Jay slammed his hand on the table. “Aren’t you listening? Are you deaf?”

Cathy put her hand over Jay’s. “Max, the killer’s jerking you around too. You can check the timing of Jay’s story. What time he sent his reply to Annalee from his office server, what time this email came from wherever it came from. You can talk to his secretary about when he left. You can check his gas station receipt. This clown is playing an intricately planned game.
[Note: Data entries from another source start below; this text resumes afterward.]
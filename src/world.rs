use std::collections::BTreeMap;
use std::fmt;

use serde::{Deserialize, Serialize};
use thiserror::Error;
use tracing::warn;

const GRAVITY: f64 = 980.0;
const FLOOR_Y: f64 = 580.0;

#[derive(Debug, Clone, Copy, PartialEq, Eq, PartialOrd, Ord, Hash, Serialize, Deserialize)]
pub struct EntityId(u64);

impl fmt::Display for EntityId {
    fn fmt(&self, f: &mut fmt::Formatter<'_>) -> fmt::Result {
        write!(f, "E{}", self.0)
    }
}

#[derive(Debug, Clone, Copy, PartialEq, Serialize, Deserialize)]
#[serde(tag = "kind", rename_all = "snake_case")]
pub enum Shape {
    Circle { radius: f64 },
    Polygon { sides: u32, radius: f64 },
    Rectangle { width: f64, height: f64 },
}

impl Shape {
    /// Distance from the body's centre to its lowest point.
    pub fn half_height(&self) -> f64 {
        match *self {
            Shape::Circle { radius } | Shape::Polygon { radius, .. } => radius,
            Shape::Rectangle { height, .. } => height / 2.0,
        }
    }

    pub fn is_degenerate(&self) -> bool {
        match *self {
            Shape::Circle { radius } => radius <= 0.0,
            Shape::Polygon { sides, radius } => sides < 3 || radius <= 0.0,
            Shape::Rectangle { width, height } => width <= 0.0 || height <= 0.0,
        }
    }
}

/// Where and what to spawn when the pool grows.
#[derive(Debug, Clone, Copy, PartialEq, Serialize, Deserialize)]
pub struct SpawnSpec {
    pub shape: Shape,
    pub x: f64,
    pub y: f64,
}

impl SpawnSpec {
    pub fn circle(x: f64, y: f64, radius: f64) -> Self {
        Self {
            shape: Shape::Circle { radius },
            x,
            y,
        }
    }

    pub fn polygon(x: f64, y: f64, sides: u32, radius: f64) -> Self {
        Self {
            shape: Shape::Polygon { sides, radius },
            x,
            y,
        }
    }
}

#[derive(Debug, Clone, PartialEq, Eq, Error)]
#[error("entity creation failed: {reason}")]
pub struct CreationFailure {
    pub reason: String,
}

impl CreationFailure {
    pub fn new(reason: impl Into<String>) -> Self {
        Self {
            reason: reason.into(),
        }
    }
}

/// The physics/render side of the demo. The pool only ever talks to the
/// world through these three calls and never looks inside a handle.
pub trait PhysicsWorld {
    type Handle: Clone + fmt::Debug;

    fn create_entity(&mut self, spec: &SpawnSpec) -> Result<Self::Handle, CreationFailure>;
    fn add(&mut self, handle: &Self::Handle);
    fn remove(&mut self, handle: &Self::Handle);
}

#[derive(Debug, Clone, Copy, PartialEq, Eq, Serialize)]
pub struct FrameSummary {
    pub tick: u64,
    pub bodies: usize,
}

/// Worlds that advance on their own clock.
pub trait Steppable {
    fn step(&mut self, dt: f64) -> FrameSummary;
}

#[derive(Debug, Clone, PartialEq, Serialize)]
pub struct Body {
    pub shape: Shape,
    pub x: f64,
    pub y: f64,
    pub vy: f64,
}

/// In-memory world used by the headless client.
#[derive(Debug, Default)]
pub struct SimWorld {
    next_id: u64,
    tick: u64,
    created: BTreeMap<EntityId, Body>,
    live: BTreeMap<EntityId, Body>,
}

impl SimWorld {
    pub fn new() -> Self {
        Self::default()
    }

    pub fn tick(&self) -> u64 {
        self.tick
    }

    pub fn body_count(&self) -> usize {
        self.live.len()
    }

    pub fn body(&self, id: EntityId) -> Option<&Body> {
        self.live.get(&id)
    }

    pub fn contains(&self, id: EntityId) -> bool {
        self.live.contains_key(&id)
    }

    pub fn body_ids(&self) -> Vec<EntityId> {
        self.live.keys().copied().collect()
    }
}

impl PhysicsWorld for SimWorld {
    type Handle = EntityId;

    fn create_entity(&mut self, spec: &SpawnSpec) -> Result<EntityId, CreationFailure> {
        if spec.shape.is_degenerate() {
            return Err(CreationFailure::new(format!(
                "degenerate shape {:?}",
                spec.shape
            )));
        }
        let id = EntityId(self.next_id);
        self.next_id += 1;
        self.created.insert(
            id,
            Body {
                shape: spec.shape,
                x: spec.x,
                y: spec.y,
                vy: 0.0,
            },
        );
        Ok(id)
    }

    fn add(&mut self, handle: &EntityId) {
        match self.created.remove(handle) {
            Some(body) => {
                self.live.insert(*handle, body);
            }
            None => warn!(entity = %handle, "add for an entity that was never created"),
        }
    }

    fn remove(&mut self, handle: &EntityId) {
        if self.live.remove(handle).is_none() {
            warn!(entity = %handle, "remove for an entity that is not in the world");
        }
    }
}

impl Steppable for SimWorld {
    fn step(&mut self, dt: f64) -> FrameSummary {
        self.tick += 1;
        for body in self.live.values_mut() {
            let floor = FLOOR_Y - body.shape.half_height();
            body.vy += GRAVITY * dt;
            body.y += body.vy * dt;
            if body.y >= floor {
                body.y = floor;
                body.vy = 0.0;
            }
        }
        FrameSummary {
            tick: self.tick,
            bodies: self.live.len(),
        }
    }
}

#[cfg(test)]
mod tests {
    use super::*;

    #[test]
    fn created_entities_only_count_once_added() {
        let mut world = SimWorld::new();
        let id = world
            .create_entity(&SpawnSpec::circle(400.0, 50.0, 20.0))
            .unwrap();
        assert_eq!(world.body_count(), 0);

        world.add(&id);
        assert!(world.contains(id));
        assert_eq!(world.body_count(), 1);

        world.remove(&id);
        assert!(!world.contains(id));
        assert_eq!(world.body_count(), 0);
    }

    #[test]
    fn ids_are_never_reused() {
        let mut world = SimWorld::new();
        let spec = SpawnSpec::circle(0.0, 0.0, 1.0);
        let first = world.create_entity(&spec).unwrap();
        world.add(&first);
        world.remove(&first);
        let second = world.create_entity(&spec).unwrap();
        assert!(second > first);
    }

    #[test]
    fn degenerate_shapes_are_refused() {
        let mut world = SimWorld::new();
        let err = world
            .create_entity(&SpawnSpec::polygon(0.0, 0.0, 2, 10.0))
            .unwrap_err();
        assert!(err.reason.contains("degenerate"));
    }

    #[test]
    fn bodies_fall_and_rest_on_the_floor() {
        let mut world = SimWorld::new();
        let id = world
            .create_entity(&SpawnSpec::circle(400.0, 50.0, 20.0))
            .unwrap();
        world.add(&id);

        let frame = world.step(1.0 / 60.0);
        assert_eq!(frame, FrameSummary { tick: 1, bodies: 1 });
        assert!(world.body(id).unwrap().y > 50.0);

        for _ in 0..600 {
            world.step(1.0 / 60.0);
        }
        let body = world.body(id).unwrap();
        assert_eq!(body.y, FLOOR_Y - 20.0);
        assert_eq!(body.vy, 0.0);
    }
}
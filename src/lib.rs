pub mod client;
pub mod config;
pub mod engine;
pub mod pool;
pub mod protocol;
pub mod reconcile;
pub mod server;
pub mod session;
pub mod transport;
pub mod world;

pub use config::{Config, ConfigLoader};
pub use pool::{EmptyPool, EntityPool};
pub use reconcile::{ReconcileError, Reconciler, Reconciliation};
pub use session::{Frame, FrameOutcome, Session};
pub use world::{CreationFailure, PhysicsWorld, SimWorld, SpawnSpec};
If you don’t follow these leads, he’s going to make
you
look like a clown. He’s probably getting a real laugh out of all this right now.”

“Maybe you’re the one laughing at us, Jay,” Al said.

“Al, you have to listen,” Cathy said. “If you care that there’s a murderer out there getting away with it on your watch, then you’ll check out Jay’s story.”

Max looked at Jay. “We’re gonna need your computer and all your login information.”

“No problem,” Jay said.

“We’ll go get it and bring it back to you,” Cathy said.

“Or we could go get it,” Max said. “You don’t mind us going into your apartment, do you?”

Jay started to answer, but Cathy touched his hand, stopping him. “You don’t have a warrant, gentlemen. We’ll bring you the computer.”

“I don’t have anything to hide,” Jay said. “I’ll give them my key.”

“Absolutely not,” Cathy said.

Max looked at Jay again. “It’s your call, Jay. We can get a warrant.”

Cathy shot Jay an adamant look. “I guess I’ll take my attorney’s advice,” he said. “But I can get the computer to you tonight. I can get Michael to bring it in.”

Cathy wanted to kick herself for offering it at all. It was
sloppy attorney work. In an ordinary case, she would have searched through every email Jay had sent in the last year before she handed over the computer, so she’d know what the police would find. On the other hand, they would have seized it tonight anyway. They had enough to establish probable cause. Any judge would issue a search warrant, if not an arrest warrant, based on the incriminating email alone.

“I’m giving it to you in good faith,” she said. “I know there’s nothing on it that will implicate Jay, because he isn’t guilty. I’m assuming you’re also looking at Annalee’s computer. You’ll be able to tell if the killer signed onto Jay’s account from it, and compare it to Jay’s documented whereabouts at the time. Maybe there are prints on her keyboard. There are tangled threads in all this, and it’s your job to untangle them.”

Her words clearly didn’t smooth out Max’s ruffled feathers. “We’re going to untangle them, Cathy.”

“Did we do a stupid thing by showing the letter to you?” Jay asked. “Are you going to make me regret it?”

Max shoved his chair back from the table and got up. “Go home, Jay. You haven’t been charged with anything.”

“So you’ll follow through on these leads?” Jay pressed.

Max took a deep breath. “Take him home, Cathy. He’s about to make me mad.”

Relieved that they hadn’t arrested him, she walked Jay back out to her car. The midnight air was cool. Cathy crossed her arms and groped for some positive thoughts. But she couldn’t seem to find any.

“They’re going to arrest me tomorrow, aren’t they?” Jay asked in a dull voice.

“Maybe not,” she said. It was the best she could offer him.

C
HAPTER
15

C
athy glanced over at her brother in the dark car. His head was leaned back on the seat, his eyes closed. Grief and misery pulled at his face, and in the occasional headlights, he looked much older than thirty.

“Jay, are you sure you didn’t send that email?” He opened his eyes. “You don’t believe me?”

“I do, but it’s been a traumatic day, and you might have forgotten.”

“Cathy, I would never write those words. What could I possibly have meant? No, the same person who sent the email to me from Annalee’s computer also hacked into my email account. And he’s getting away with this.”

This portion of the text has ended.